*Data supplied*.
****************************************

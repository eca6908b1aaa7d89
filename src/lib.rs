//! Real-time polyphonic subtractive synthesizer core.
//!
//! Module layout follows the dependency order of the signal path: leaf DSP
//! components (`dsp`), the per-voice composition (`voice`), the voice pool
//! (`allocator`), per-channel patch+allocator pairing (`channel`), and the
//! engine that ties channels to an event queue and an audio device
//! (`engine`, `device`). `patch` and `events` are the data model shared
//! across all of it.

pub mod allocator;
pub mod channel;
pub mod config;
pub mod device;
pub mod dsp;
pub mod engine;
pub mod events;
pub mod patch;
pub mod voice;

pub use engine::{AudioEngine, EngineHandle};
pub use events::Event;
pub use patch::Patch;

****************************************

*Required action*.
Lines above with the string "events" need to be found and copied.

*Result of the task*.
//! (`engine`, `device`). `patch` and `events` are the data model shared
pub mod events;
pub use events::Event;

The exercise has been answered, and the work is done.